Records from a data source
^^^^
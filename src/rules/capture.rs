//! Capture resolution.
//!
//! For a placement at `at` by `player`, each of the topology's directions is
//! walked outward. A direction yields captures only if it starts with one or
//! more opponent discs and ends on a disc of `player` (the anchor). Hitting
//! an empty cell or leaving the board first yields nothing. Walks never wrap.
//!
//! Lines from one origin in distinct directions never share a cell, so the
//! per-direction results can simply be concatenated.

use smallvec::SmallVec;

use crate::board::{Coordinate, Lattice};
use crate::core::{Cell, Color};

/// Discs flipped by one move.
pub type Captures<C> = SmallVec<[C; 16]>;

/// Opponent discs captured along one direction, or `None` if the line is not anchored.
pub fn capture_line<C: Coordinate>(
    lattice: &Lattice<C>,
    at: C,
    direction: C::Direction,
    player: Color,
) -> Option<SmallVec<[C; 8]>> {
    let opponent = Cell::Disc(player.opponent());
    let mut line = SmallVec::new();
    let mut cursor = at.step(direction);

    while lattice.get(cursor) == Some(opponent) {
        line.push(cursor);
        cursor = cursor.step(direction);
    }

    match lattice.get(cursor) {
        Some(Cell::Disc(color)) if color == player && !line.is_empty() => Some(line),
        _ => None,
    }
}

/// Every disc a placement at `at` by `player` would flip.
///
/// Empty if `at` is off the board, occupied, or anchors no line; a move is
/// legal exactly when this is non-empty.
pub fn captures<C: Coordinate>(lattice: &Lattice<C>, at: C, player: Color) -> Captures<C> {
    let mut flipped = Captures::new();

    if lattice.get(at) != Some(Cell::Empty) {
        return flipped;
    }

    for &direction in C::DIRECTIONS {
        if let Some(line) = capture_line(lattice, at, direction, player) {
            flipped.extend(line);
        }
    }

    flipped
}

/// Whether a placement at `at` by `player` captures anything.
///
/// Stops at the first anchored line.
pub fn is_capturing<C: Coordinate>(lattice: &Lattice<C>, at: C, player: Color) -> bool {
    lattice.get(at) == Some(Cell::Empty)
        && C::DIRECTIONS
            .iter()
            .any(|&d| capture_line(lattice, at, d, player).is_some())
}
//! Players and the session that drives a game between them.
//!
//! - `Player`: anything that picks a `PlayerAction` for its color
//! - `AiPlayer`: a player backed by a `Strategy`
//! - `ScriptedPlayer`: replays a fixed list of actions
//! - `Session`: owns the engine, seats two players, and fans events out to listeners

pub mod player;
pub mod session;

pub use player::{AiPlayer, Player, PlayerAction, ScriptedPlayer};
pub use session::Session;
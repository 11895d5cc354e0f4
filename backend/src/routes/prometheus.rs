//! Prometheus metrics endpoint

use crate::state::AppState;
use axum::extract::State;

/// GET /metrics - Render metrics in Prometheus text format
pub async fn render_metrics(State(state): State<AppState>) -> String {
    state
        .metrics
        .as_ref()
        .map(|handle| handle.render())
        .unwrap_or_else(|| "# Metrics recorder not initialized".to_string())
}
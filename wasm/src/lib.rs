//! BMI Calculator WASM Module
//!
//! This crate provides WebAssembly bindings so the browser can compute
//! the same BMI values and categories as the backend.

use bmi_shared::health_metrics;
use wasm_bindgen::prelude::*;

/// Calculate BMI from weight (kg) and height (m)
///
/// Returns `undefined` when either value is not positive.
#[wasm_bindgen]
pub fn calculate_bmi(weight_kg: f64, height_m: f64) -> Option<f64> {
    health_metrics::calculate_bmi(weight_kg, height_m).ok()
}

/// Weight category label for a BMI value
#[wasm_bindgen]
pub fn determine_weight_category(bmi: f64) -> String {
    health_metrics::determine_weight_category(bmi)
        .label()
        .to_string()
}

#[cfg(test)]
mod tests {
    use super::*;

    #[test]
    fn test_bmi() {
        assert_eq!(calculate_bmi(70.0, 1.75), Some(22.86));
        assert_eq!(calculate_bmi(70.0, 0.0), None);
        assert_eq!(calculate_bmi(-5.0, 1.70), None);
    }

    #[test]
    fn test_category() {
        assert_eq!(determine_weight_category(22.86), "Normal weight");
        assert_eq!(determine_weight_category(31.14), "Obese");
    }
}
^^^^
WHAT IS REQUIRED >> Every line above is to be transcribed exactly, with nothing dropped.

RESPONSE >>
filename src/rules/capture.rs
//! Capture resolution.
//!
//! For a placement at `at` by `player`, each of the topology's directions is
//! walked outward. A direction yields captures only if it starts with one or
//! more opponent discs and ends on a disc of `player` (the anchor). Hitting
//! an empty cell or leaving the board first yields nothing. Walks never wrap.
//!
//! Lines from one origin in distinct directions never share a cell, so the
//! per-direction results can simply be concatenated.

use smallvec::SmallVec;

use crate::board::{Coordinate, Lattice};
use crate::core::{Cell, Color};

/// Discs flipped by one move.
pub type Captures<C> = SmallVec<[C; 16]>;

/// Opponent discs captured along one direction, or `None` if the line is not anchored.
pub fn capture_line<C: Coordinate>(
    lattice: &Lattice<C>,
    at: C,
    direction: C::Direction,
    player: Color,
) -> Option<SmallVec<[C; 8]>> {
    let opponent = Cell::Disc(player.opponent());
    let mut line = SmallVec::new();
    let mut cursor = at.step(direction);

    while lattice.get(cursor) == Some(opponent) {
        line.push(cursor);
        cursor = cursor.step(direction);
    }

    match lattice.get(cursor) {
        Some(Cell::Disc(color)) if color == player && !line.is_empty() => Some(line),
        _ => None,
    }
}

/// Every disc a placement at `at` by `player` would flip.
///
/// Empty if `at` is off the board, occupied, or anchors no line; a move is
/// legal exactly when this is non-empty.
pub fn captures<C: Coordinate>(lattice: &Lattice<C>, at: C, player: Color) -> Captures<C> {
    let mut flipped = Captures::new();

    if lattice.get(at) != Some(Cell::Empty) {
        return flipped;
    }

    for &direction in C::DIRECTIONS {
        if let Some(line) = capture_line(lattice, at, direction, player) {
            flipped.extend(line);
        }
    }

    flipped
}

/// Whether a placement at `at` by `player` captures anything.
///
/// Stops at the first anchored line.
pub fn is_capturing<C: Coordinate>(lattice: &Lattice<C>, at: C, player: Color) -> bool {
    lattice.get(at) == Some(Cell::Empty)
        && C::DIRECTIONS
            .iter()
            .any(|&d| capture_line(lattice, at, d, player).is_some())
}
//! Players and the session that drives a game between them.
//!
//! - `Player`: anything that picks a `PlayerAction` for its color
//! - `AiPlayer`: a player backed by a `Strategy`
//! - `ScriptedPlayer`: replays a fixed list of actions
//! - `Session`: owns the engine, seats two players, and fans events out to listeners

pub mod player;
pub mod session;

pub use player::{AiPlayer, Player, PlayerAction, ScriptedPlayer};
pub use session::Session;
repository 11895d5cc354e0f4
filename backend/src/routes/prometheus.rs
//! Prometheus metrics endpoint

use crate::state::AppState;
use axum::extract::State;

/// GET /metrics - Render metrics in Prometheus text format
pub async fn render_metrics(State(state): State<AppState>) -> String {
    state
        .metrics
        .as_ref()
        .map(|handle| handle.render())
        .unwrap_or_else(|| "# Metrics recorder not initialized".to_string())
}
filename wasm/src/lib.rs
//! BMI Calculator WASM Module
//!
//! This crate provides WebAssembly bindings so the browser can compute
//! the same BMI values and categories as the backend.

use bmi_shared::health_metrics;
use wasm_bindgen::prelude::*;

/// Calculate BMI from weight (kg) and height (m)
///
/// Returns `undefined` when either value is not positive.
#[wasm_bindgen]
pub fn calculate_bmi(weight_kg: f64, height_m: f64) -> Option<f64> {
    health_metrics::calculate_bmi(weight_kg, height_m).ok()
}

/// Weight category label for a BMI value
#[wasm_bindgen]
pub fn determine_weight_category(bmi: f64) -> String {
    health_metrics::determine_weight_category(bmi)
        .label()
        .to_string()
}

#[cfg(test)]
mod tests {
    use super::*;

    #[test]
    fn test_bmi() {
        assert_eq!(calculate_bmi(70.0, 1.75), Some(22.86));
        assert_eq!(calculate_bmi(70.0, 0.0), None);
        assert_eq!(calculate_bmi(-5.0, 1.70), None);
    }

    #[test]
    fn test_category() {
        assert_eq!(determine_weight_category(22.86), "Normal weight");
        assert_eq!(determine_weight_category(31.14), "Obese");
    }
}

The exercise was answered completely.